Thankfully, those teams turned down the Pac-10’s invitation, most likely because they figured they could make more money if they stuck together and saved the Big 12. There are few if any saints in this ongoing story.
The Pac-10 has already added Colorado, and there’s apparently a good chance it will add Utah. That would give them 12 teams, the minimum required to break into two divisions and hold a Pac-10 football championship game. And yes, that’s another decision driven by the pursuit of TV dollars. But at what cost?
The Pac-10’s oh-so-fair round-robin football format is dead.
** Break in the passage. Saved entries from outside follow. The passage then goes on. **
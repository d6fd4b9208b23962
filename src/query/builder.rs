//! Query shapes
//!
//! The four queries the repository runs, built from a hashtag expression,
//! a resolved time range and, for bucketed queries, a validated interval.
//!
//! Time bounds are strictly exclusive on both ends: a row stamped exactly
//! at `start` or `end` is not counted.

use crate::query::ast::{Column, Grouping, Predicate, SortOrder, StatsQuery};
use crate::query::hashtag::HashtagExpression;
use crate::query::interval::Interval;
use crate::storage::ResolvedRange;

/// Aggregate columns shared by point and interval queries
const AGGREGATES: [Column; 5] = [
    Column::Changesets,
    Column::Users,
    Column::Roads,
    Column::Buildings,
    Column::Edits,
];

/// Default number of hashtags returned by the top-N query
pub const DEFAULT_TOP_LIMIT: u32 = 10;

/// Aggregates for one hashtag over one time range
pub fn time_span(expr: &HashtagExpression, range: &ResolvedRange) -> StatsQuery {
    let mut columns = AGGREGATES.to_vec();
    columns.push(Column::Latest);

    StatsQuery::select(&columns)
        .filter(expr.predicate())
        .filter(Predicate::After(range.start))
        .filter(Predicate::Before(range.end))
}

/// Aggregates for one hashtag, one row per populated bucket
pub fn time_span_interval(
    expr: &HashtagExpression,
    range: &ResolvedRange,
    interval: Interval,
) -> StatsQuery {
    let mut columns = AGGREGATES.to_vec();
    columns.push(Column::BucketStart(interval));
    columns.push(Column::BucketEnd(interval));

    StatsQuery::select(&columns)
        .filter(expr.predicate())
        .filter(Predicate::After(range.start))
        .filter(Predicate::Before(range.end))
        .group_by(Grouping::Bucket(interval))
        .order_by(Column::BucketStart(interval), SortOrder::Ascending)
}

/// Hashtags with the most distinct users in the range
///
/// Ties on the user count are broken by hashtag so the result is stable.
pub fn most_used_hashtags(range: &ResolvedRange, limit: u32) -> StatsQuery {
    StatsQuery::select(&[Column::Hashtag, Column::NumberOfUsers])
        .filter(Predicate::After(range.start))
        .filter(Predicate::Before(range.end))
        .group_by(Grouping::Hashtag)
        .order_by(Column::NumberOfUsers, SortOrder::Descending)
        .order_by(Column::Hashtag, SortOrder::Ascending)
        .limit(limit)
}

/// Dataset-wide timestamp bounds
pub fn metadata() -> StatsQuery {
    StatsQuery::select(&[Column::MinTimestamp, Column::MaxTimestamp])
}

#[cfg(test)]
mod tests {
    use super::*;
    use crate::query::interval::IntervalUnit;
    use chrono::NaiveDate;

    fn range() -> ResolvedRange {
        ResolvedRange {
            start: NaiveDate::from_ymd_opt(2020, 1, 1)
                .unwrap()
                .and_hms_opt(0, 0, 0)
                .unwrap(),
            end: NaiveDate::from_ymd_opt(2021, 1, 1)
                .unwrap()
                .and_hms_opt(0, 0, 0)
                .unwrap(),
        }
    }

    #[test]
    fn test_time_span_shape() {
        let query = time_span(&HashtagExpression::parse("hot"), &range());

        assert_eq!(
            query.column_names(),
            vec!["changesets", "users", "roads", "buildings", "edits", "latest"]
        );
        assert_eq!(
            query.filters,
            vec![
                Predicate::HashtagEquals("#hot".to_string()),
                Predicate::After(range().start),
                Predicate::Before(range().end),
            ]
        );
        assert!(query.grouping.is_none());
        assert!(query.limit.is_none());
    }

    #[test]
    fn test_wildcard_uses_prefix_predicate() {
        let query = time_span(&HashtagExpression::parse("hot*"), &range());
        assert_eq!(query.filters[0], Predicate::HashtagPrefix("#hot".to_string()));
    }

    #[test]
    fn test_interval_shape() {
        let interval = Interval::new(1, IntervalUnit::Month);
        let query = time_span_interval(&HashtagExpression::parse("hot"), &range(), interval);

        assert_eq!(
            query.column_names(),
            vec!["changesets", "users", "roads", "buildings", "edits", "startdate", "enddate"]
        );
        assert_eq!(query.grouping, Some(Grouping::Bucket(interval)));
        assert_eq!(query.ordering[0].column, Column::BucketStart(interval));
    }

    #[test]
    fn test_most_used_shape() {
        let query = most_used_hashtags(&range(), 3);

        assert_eq!(query.column_names(), vec!["hashtag", "number_of_users"]);
        assert_eq!(query.filters.len(), 2);
        assert_eq!(query.grouping, Some(Grouping::Hashtag));
        assert_eq!(query.ordering.len(), 2);
        assert_eq!(query.ordering[1].column, Column::Hashtag);
        assert_eq!(query.limit, Some(3));
    }

    #[test]
    fn test_metadata_is_unfiltered() {
        let query = metadata();
        assert_eq!(query.column_names(), vec!["min_timestamp", "max_timestamp"]);
        assert!(query.filters.is_empty());
    }
}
That format produced truly legitimate champions because every team played every other team each season. Now, some teams will have easier schedules than others and, most likely, one division will turn out to be easier than the other – which is one of the problems Big-12 football has faced.
You have to wonder when this mad scramble will end. Are conferences going to continually raid each other, year after year, and continually re-align?
Who knows? Maybe one day Florida, Florida State, Miami, South Carolina, North Carolina and Duke will be part of the Pac-24 Southeast.